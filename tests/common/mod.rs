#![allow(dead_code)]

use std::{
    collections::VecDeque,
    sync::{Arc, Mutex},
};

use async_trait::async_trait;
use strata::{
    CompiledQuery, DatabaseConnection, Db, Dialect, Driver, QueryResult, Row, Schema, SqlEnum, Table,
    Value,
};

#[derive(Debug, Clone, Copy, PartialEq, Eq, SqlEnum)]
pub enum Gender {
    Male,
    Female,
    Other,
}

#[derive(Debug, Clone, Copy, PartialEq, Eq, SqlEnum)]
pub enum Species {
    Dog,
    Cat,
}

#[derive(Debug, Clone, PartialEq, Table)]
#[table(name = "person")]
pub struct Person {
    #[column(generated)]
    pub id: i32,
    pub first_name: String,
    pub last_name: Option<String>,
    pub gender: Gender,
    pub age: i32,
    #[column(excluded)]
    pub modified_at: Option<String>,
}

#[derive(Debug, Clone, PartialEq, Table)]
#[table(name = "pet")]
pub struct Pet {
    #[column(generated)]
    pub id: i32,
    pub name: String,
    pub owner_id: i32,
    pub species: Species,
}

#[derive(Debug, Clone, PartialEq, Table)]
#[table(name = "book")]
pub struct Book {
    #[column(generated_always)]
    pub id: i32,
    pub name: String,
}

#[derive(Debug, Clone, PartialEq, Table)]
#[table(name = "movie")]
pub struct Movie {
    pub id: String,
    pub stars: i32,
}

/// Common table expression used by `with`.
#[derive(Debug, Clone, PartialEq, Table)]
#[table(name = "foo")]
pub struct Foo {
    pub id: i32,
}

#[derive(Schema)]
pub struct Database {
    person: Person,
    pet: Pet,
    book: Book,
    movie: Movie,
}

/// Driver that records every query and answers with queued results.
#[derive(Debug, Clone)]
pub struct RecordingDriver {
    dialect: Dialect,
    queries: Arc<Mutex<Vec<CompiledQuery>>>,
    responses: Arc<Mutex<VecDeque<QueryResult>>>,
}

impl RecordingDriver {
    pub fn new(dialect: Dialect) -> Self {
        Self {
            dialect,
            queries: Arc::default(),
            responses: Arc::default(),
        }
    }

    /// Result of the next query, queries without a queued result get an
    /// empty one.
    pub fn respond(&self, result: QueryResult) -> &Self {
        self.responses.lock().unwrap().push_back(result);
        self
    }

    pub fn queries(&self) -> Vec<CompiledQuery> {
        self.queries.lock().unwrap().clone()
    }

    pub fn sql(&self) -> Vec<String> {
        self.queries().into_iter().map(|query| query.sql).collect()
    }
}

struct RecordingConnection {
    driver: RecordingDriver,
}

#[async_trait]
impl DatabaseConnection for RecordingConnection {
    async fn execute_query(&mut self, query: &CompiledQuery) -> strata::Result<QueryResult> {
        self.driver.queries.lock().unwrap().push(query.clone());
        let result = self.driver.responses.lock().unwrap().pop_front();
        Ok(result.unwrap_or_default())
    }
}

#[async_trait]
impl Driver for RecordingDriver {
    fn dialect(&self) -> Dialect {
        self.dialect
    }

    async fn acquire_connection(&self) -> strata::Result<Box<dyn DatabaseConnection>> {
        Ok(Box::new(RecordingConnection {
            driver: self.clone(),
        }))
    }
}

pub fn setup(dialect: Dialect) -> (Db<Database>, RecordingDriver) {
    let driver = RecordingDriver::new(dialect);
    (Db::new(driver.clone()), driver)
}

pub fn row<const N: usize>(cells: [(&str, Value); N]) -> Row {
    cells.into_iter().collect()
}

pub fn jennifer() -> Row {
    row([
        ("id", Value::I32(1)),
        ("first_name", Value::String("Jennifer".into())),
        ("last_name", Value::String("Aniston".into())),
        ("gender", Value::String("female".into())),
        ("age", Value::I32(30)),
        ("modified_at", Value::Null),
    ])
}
--
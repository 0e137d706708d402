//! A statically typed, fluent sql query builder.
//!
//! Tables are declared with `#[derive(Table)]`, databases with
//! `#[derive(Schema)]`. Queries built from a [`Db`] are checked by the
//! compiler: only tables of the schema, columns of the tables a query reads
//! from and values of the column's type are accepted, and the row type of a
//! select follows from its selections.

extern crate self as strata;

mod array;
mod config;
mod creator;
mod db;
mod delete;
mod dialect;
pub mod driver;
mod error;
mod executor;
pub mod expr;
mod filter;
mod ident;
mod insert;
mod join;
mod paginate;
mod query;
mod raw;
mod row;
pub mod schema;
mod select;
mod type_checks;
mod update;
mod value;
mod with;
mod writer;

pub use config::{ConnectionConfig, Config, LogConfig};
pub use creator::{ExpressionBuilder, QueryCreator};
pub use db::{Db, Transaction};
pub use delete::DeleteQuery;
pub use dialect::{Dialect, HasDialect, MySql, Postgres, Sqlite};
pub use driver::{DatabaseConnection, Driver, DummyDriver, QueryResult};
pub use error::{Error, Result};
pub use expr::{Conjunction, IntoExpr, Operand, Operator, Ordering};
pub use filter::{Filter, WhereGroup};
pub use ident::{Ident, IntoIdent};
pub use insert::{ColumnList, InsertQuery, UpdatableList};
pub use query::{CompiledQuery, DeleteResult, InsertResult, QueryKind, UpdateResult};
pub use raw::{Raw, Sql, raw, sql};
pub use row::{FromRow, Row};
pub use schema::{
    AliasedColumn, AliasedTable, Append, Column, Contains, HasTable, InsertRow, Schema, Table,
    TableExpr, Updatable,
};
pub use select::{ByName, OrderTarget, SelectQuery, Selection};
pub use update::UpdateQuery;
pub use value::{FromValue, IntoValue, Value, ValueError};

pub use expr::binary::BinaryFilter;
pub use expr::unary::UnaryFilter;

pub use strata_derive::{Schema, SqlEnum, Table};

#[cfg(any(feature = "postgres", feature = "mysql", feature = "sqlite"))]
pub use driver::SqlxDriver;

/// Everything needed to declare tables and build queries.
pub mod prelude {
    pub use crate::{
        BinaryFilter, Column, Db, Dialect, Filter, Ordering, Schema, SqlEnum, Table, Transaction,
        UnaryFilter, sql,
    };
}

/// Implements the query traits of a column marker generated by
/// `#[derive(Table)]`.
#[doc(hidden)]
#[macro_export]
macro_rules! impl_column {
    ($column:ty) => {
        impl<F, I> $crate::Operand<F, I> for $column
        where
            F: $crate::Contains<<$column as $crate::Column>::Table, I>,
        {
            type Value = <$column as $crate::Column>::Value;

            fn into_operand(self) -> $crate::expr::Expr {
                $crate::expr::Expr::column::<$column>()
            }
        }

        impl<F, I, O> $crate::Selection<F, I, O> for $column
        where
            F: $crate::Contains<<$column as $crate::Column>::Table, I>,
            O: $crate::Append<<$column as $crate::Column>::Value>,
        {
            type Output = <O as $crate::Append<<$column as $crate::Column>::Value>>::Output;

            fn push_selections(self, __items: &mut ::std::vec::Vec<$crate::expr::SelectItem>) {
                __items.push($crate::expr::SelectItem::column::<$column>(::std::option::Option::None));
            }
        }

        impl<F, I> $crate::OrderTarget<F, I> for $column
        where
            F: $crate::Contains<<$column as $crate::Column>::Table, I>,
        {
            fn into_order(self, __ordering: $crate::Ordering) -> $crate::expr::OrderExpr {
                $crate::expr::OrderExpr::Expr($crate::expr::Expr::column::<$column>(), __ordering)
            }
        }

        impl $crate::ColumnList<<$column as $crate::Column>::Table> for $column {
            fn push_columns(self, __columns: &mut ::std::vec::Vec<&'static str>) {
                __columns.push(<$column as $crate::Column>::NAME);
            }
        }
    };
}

--- WHAT YOU HAVE TO DO ---
Tally the lines of the listing that contain "Transaction" and give the tally alone.

--- REPLY ---
2